Une vision alternative

- Une démarche inverse refuserait l'appropriation au profit de l'offre. Il ne s'agirait alors plus de chercher à faire valoir une quelconque supériorité issue d'une ascendance supposée (sur ceux qui en auraient une moindre voire pas du tout !), mais d'offrir en partage des connaissances ou des documents risquant de disparaître.

- S'agissant de familles populaires, souvent peu pourvues en archives, écrits anciens… trouver le moyen (par la numérisation) de protéger le peu qui reste du vieillissement ou des accidents de la vie.

- Surtout, concernant ceux qu'on a connus et qui nous sont chers (et cela peut/doit s'étendre au-delà de la famille administrative, comme le propose Jean-Jacques Goldman dans sa chanson Famille), leur offrir une postérité qui, sinon, se résumerait à deux ou trois dates d'état-civil.

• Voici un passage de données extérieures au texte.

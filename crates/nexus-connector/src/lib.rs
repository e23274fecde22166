//! Shared vocabulary between the schema model and the dialect adapters:
//! database snapshots, typed schema changes, the migration record, and the
//! [`SchemaConnector`] trait every dialect implements.
//!
//! This crate has no dependency on any concrete database driver — those
//! live in `nexus-sql`. It exists so `nexus-diff`, `nexus-squash`, and
//! `nexus-migrate` can speak of "a connector" without depending on
//! Postgres/MySQL/SQLite drivers directly.

mod canonical;
mod change;
mod connector;
mod error;
mod exec;
mod migration;
mod snapshot;

pub use canonical::CanonicalType;
pub use change::SchemaChange;
pub use connector::{Dialect, SchemaConnector};
pub use error::{ConnectorError, Result};
pub use exec::{SqlParam, SqlRow, SqlValue};
pub use migration::{checksum_of, format_id, Migration};
pub use snapshot::{ColumnInfo, DatabaseSnapshot, IndexInfo, TableInfo};
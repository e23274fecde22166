//! Index declarations on a [`crate::Model`].

use serde::{Deserialize, Serialize};

/// A named index over one or more fields of a model.
#[derive(Debug, Clone, PartialEq, Eq, Serialize, Deserialize)]
pub struct Index {
    /// Index name, unique within the schema.
    pub name: String,
    /// Ordered list of field names the index covers.
    pub fields: Vec<String>,
    /// Whether the index enforces uniqueness.
    pub unique: bool,
}

impl Index {
    /// Creates a new, non-unique index over the given fields.
    pub fn new(name: impl Into<String>, fields: Vec<String>) -> Self {
        Self {
            name: name.into(),
            fields,
            unique: false,
        }
    }

    /// Builder: marks the index unique.
    pub fn unique(mut self) -> Self {
        self.unique = true;
        self
    }
}
//! The Migration Engine (spec §4.6): owns the history table and the lock
//! table; orders, applies, rolls back, validates, and reports status of
//! migrations under a mutual-exclusion lock.
//!
//! Also carries the ambient project-configuration layer (`nexus.json`
//! loading and discovery) and the on-disk migration file format, since
//! both exist only to serve this crate's `LoadFromDir`/`SaveMigration`
//! and the CLI's project wiring.

mod config;
mod engine;
mod error;
mod file;
mod history;
mod lock;
mod validate;

pub use config::{
    find_project_config, find_project_config_or_error, load as load_config, save as save_config, DatabaseConfig, OutputConfig,
    ProjectConfig, SchemaConfig, CONFIG_FILENAME,
};
pub use engine::{DownReport, MigrationEngine, MigrationStatus, ResetReport, UpReport};
pub use error::{EngineError, Result};
pub use file::{backup_originals, delete_originals, load_from_dir, save_migration};
pub use history::HistoryRow;
pub use lock::{LockRow, DEFAULT_TTL_SECONDS};
pub use validate::{validate, Finding, Severity, ValidationResult};
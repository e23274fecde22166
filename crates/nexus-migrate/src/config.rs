//! `nexus.json` project configuration (spec §6): loading, saving, and
//! directory discovery, generalizing the teacher's `find_beads_dir`
//! walk-up-the-tree helper to an arbitrary marker filename.

use std::path::{Path, PathBuf};

use serde::{Deserialize, Serialize};

use crate::error::{EngineError, Result};

/// The project marker filename, analogous to the teacher's `.beads/`.
pub const CONFIG_FILENAME: &str = "nexus.json";

/// The top-level `nexus.json` document.
#[derive(Debug, Clone, PartialEq, Serialize, Deserialize)]
pub struct ProjectConfig {
    /// Target database connection.
    pub database: DatabaseConfig,
    /// Schema DSL file location.
    pub schema: SchemaConfig,
    /// Code-generation output location (pinned, per spec §1, as an
    /// external collaborator's interface -- the core does not generate
    /// code, but it owns the file this section describes).
    pub output: OutputConfig,
}

/// The `database` section of `nexus.json`.
#[derive(Debug, Clone, PartialEq, Serialize, Deserialize)]
pub struct DatabaseConfig {
    /// The dialect identifier: `"postgres"`, `"mysql"`, or `"sqlite"`.
    pub dialect: String,
    /// The driver-specific connection URL. May itself be a
    /// `${VAR}`-style placeholder for the caller to interpolate from the
    /// environment; this crate reads it verbatim (spec §6,
    /// "Environment").
    pub url: String,
}

/// The `schema` section of `nexus.json`.
#[derive(Debug, Clone, PartialEq, Serialize, Deserialize)]
pub struct SchemaConfig {
    /// Path to the schema DSL file, relative to the project root.
    pub path: String,
}

/// The `output` section of `nexus.json`.
#[derive(Debug, Clone, PartialEq, Serialize, Deserialize)]
pub struct OutputConfig {
    /// Directory generated code is written to.
    pub dir: String,
    /// The package/module name for generated code.
    pub package: String,
}

impl Default for ProjectConfig {
    fn default() -> Self {
        Self {
            database: DatabaseConfig {
                dialect: "sqlite".to_string(),
                url: "./nexus.db".to_string(),
            },
            schema: SchemaConfig {
                path: "./schema.nexus".to_string(),
            },
            output: OutputConfig {
                dir: "./generated".to_string(),
                package: "db".to_string(),
            },
        }
    }
}

/// Loads `nexus.json` from `path`.
pub fn load(path: &Path) -> Result<ProjectConfig> {
    let contents = std::fs::read_to_string(path)?;
    Ok(serde_json::from_str(&contents)?)
}

/// Serializes and writes `config` to `path`, pretty-printed.
pub fn save(path: &Path, config: &ProjectConfig) -> Result<()> {
    if let Some(parent) = path.parent() {
        std::fs::create_dir_all(parent)?;
    }
    let contents = serde_json::to_string_pretty(config)?;
    std::fs::write(path, contents)?;
    Ok(())
}

/// Walks up the directory tree from `start` looking for `nexus.json`.
/// Returns the path to the file (not its containing directory) if found.
pub fn find_project_config(start: &Path) -> Option<PathBuf> {
    let start = start.canonicalize().ok()?;
    let mut current = start.as_path();
    loop {
        let candidate = current.join(CONFIG_FILENAME);
        if candidate.is_file() {
            return Some(candidate);
        }
        match current.parent() {
            Some(parent) if parent != current => current = parent,
            _ => break,
        }
    }
    None
}

/// Like [`find_project_config`], but returns [`EngineError::ProjectNotFound`]
/// instead of `None`.
pub fn find_project_config_or_error(start: &Path) -> Result<PathBuf> {
    find_project_config(start).ok_or(EngineError::ProjectNotFound)
}

#[cfg(test)]
mod tests {
    use super::*;
    use pretty_assertions::assert_eq;
    use tempfile::tempdir;

    #[test]
    fn round_trips_save_and_load() {
        let dir = tempdir().unwrap();
        let path = dir.path().join(CONFIG_FILENAME);
        let config = ProjectConfig::default();
        save(&path, &config).unwrap();
        let loaded = load(&path).unwrap();
        assert_eq!(loaded, config);
    }

    #[test]
    fn finds_config_by_walking_up() {
        let dir = tempdir().unwrap();
        save(&dir.path().join(CONFIG_FILENAME), &ProjectConfig::default()).unwrap();
        let child = dir.path().join("src").join("deep");
        std::fs::create_dir_all(&child).unwrap();

        let found = find_project_config(&child).unwrap();
        assert_eq!(found.canonicalize().unwrap(), dir.path().join(CONFIG_FILENAME).canonicalize().unwrap());
    }

    #[test]
    fn parses_documented_shape() {
        let json = r#"{
            "database": { "dialect": "postgres", "url": "postgres://localhost/app" },
            "schema": { "path": "./schema.nexus" },
            "output": { "dir": "./generated", "package": "db" }
        }"#;
        let config: ProjectConfig = serde_json::from_str(json).unwrap();
        assert_eq!(config.database.dialect, "postgres");
    }
}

Il s'agit d'associer à leur nom, à leur fiche, toutes les informations (en particulier orales et mémorielles) dont on dispose et qui, sans cela, disparaitraient avec les derniers témoins.

- Il y a dans cette perspective des notions de racines, de mémoire, de devoir de mémoire vis-à-vis des personnes qu'on a aimées, de lutte contre l'oubli, d'inscription au sein d'une histoire plus vaste (témoins de leur époque ou de faits marquants) qui nous font prétendre à une certaine légitimité si pas originalité.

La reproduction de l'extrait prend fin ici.